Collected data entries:
************

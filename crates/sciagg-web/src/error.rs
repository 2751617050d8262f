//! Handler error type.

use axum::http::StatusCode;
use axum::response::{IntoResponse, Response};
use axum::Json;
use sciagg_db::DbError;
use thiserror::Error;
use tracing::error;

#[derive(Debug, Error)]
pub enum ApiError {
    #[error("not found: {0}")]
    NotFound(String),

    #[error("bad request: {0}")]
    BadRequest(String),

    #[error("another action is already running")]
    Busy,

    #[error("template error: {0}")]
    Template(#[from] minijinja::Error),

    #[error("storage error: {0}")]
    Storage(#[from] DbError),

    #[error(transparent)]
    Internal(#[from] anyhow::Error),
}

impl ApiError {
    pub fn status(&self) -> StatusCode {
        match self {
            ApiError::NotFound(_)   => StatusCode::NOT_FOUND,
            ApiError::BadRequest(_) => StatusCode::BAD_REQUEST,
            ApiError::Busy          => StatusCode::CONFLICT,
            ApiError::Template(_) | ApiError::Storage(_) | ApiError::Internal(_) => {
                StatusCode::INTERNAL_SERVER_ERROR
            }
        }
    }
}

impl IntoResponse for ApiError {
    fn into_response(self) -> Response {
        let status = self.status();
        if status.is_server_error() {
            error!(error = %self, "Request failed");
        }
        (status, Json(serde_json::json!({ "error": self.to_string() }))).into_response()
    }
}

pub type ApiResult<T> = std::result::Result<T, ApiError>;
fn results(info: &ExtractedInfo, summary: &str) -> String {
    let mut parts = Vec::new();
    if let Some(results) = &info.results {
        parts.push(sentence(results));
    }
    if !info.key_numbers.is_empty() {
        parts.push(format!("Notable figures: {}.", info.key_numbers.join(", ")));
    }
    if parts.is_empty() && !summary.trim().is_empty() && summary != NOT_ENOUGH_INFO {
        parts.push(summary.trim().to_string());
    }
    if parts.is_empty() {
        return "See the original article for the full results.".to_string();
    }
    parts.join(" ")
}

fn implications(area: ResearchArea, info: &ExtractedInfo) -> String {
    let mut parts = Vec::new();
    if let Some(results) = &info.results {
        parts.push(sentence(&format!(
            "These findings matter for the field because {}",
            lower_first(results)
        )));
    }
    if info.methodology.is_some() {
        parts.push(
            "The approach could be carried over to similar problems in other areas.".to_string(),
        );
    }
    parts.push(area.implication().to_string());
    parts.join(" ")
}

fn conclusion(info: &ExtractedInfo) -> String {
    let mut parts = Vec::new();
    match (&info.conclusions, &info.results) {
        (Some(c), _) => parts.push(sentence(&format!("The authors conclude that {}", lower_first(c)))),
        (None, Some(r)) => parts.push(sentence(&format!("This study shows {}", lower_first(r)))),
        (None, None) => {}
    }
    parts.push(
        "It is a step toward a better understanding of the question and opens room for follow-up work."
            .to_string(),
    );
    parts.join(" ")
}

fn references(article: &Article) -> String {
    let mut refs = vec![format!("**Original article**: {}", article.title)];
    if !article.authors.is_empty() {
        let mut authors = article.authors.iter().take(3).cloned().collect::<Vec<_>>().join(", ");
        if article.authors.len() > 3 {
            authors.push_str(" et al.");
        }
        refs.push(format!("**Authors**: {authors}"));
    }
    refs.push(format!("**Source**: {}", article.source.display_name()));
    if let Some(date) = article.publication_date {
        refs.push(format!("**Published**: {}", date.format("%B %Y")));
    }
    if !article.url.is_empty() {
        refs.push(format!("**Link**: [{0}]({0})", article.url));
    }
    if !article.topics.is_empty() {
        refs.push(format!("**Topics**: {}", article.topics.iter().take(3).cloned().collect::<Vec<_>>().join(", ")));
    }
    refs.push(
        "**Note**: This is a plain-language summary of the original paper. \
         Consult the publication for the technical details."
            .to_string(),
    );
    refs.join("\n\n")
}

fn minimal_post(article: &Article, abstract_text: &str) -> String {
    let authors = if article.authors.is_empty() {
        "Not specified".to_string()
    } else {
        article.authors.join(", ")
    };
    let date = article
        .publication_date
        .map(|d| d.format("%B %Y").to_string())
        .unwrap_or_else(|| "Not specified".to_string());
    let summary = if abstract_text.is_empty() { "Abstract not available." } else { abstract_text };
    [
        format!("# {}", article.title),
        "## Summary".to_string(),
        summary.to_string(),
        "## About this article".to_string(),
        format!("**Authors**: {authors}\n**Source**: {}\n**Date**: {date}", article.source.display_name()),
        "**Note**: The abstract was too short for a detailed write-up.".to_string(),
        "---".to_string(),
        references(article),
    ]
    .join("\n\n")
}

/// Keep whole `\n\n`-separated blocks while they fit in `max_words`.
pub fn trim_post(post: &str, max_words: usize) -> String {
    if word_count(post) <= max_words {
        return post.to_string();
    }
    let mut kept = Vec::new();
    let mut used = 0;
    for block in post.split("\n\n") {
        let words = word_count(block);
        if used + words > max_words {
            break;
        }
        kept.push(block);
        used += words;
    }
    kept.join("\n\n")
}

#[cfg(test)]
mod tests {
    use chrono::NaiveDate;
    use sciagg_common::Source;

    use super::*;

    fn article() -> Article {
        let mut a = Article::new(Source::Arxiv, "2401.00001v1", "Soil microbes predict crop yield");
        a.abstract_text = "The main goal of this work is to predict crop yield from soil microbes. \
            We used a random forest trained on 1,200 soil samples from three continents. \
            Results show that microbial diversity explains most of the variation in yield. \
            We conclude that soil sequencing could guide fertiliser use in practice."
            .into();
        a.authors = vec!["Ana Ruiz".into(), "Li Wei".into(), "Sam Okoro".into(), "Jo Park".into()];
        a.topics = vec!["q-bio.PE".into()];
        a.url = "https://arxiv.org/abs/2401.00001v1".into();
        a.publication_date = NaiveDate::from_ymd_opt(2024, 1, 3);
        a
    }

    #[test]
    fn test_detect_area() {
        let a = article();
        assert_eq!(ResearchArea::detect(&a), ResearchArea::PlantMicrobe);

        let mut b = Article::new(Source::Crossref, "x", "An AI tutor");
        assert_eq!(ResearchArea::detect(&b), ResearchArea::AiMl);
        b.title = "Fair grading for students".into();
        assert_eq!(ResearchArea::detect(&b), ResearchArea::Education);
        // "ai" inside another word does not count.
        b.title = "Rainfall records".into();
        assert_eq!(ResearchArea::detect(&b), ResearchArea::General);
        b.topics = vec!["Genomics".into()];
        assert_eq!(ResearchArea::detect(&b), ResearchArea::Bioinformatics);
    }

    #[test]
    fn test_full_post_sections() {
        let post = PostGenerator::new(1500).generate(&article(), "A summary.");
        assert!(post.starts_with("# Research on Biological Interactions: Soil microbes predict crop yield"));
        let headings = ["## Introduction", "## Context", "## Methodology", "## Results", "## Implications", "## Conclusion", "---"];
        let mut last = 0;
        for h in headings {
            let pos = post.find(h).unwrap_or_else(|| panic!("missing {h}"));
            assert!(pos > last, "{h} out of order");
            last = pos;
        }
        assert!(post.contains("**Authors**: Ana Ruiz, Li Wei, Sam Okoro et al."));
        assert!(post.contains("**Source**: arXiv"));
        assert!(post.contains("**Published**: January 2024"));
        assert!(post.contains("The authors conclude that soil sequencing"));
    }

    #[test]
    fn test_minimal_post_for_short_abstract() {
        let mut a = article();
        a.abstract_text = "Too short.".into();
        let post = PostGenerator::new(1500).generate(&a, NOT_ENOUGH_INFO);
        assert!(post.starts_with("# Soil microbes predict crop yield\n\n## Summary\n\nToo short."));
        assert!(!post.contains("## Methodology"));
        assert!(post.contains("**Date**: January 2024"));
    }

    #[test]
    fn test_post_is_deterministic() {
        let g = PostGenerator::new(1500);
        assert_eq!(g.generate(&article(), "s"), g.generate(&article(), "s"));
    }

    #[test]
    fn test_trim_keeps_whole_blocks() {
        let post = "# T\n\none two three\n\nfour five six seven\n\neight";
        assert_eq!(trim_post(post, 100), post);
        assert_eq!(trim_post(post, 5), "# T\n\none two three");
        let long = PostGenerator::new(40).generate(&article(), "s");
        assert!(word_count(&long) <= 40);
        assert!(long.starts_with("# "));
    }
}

************

Using the entries above, give back exactly the line containing "let words = word_count(block);", the line containing "We used a random", and every line between them, and nothing else.

* [RESULT]
        let words = word_count(block);
        if used + words > max_words {
            break;
        }
        kept.push(block);
        used += words;
    }
    kept.join("\n\n")
}

#[cfg(test)]
mod tests {
    use chrono::NaiveDate;
    use sciagg_common::Source;

    use super::*;

    fn article() -> Article {
        let mut a = Article::new(Source::Arxiv, "2401.00001v1", "Soil microbes predict crop yield");
        a.abstract_text = "The main goal of this work is to predict crop yield from soil microbes. \
            We used a random forest trained on 1,200 soil samples from three continents. \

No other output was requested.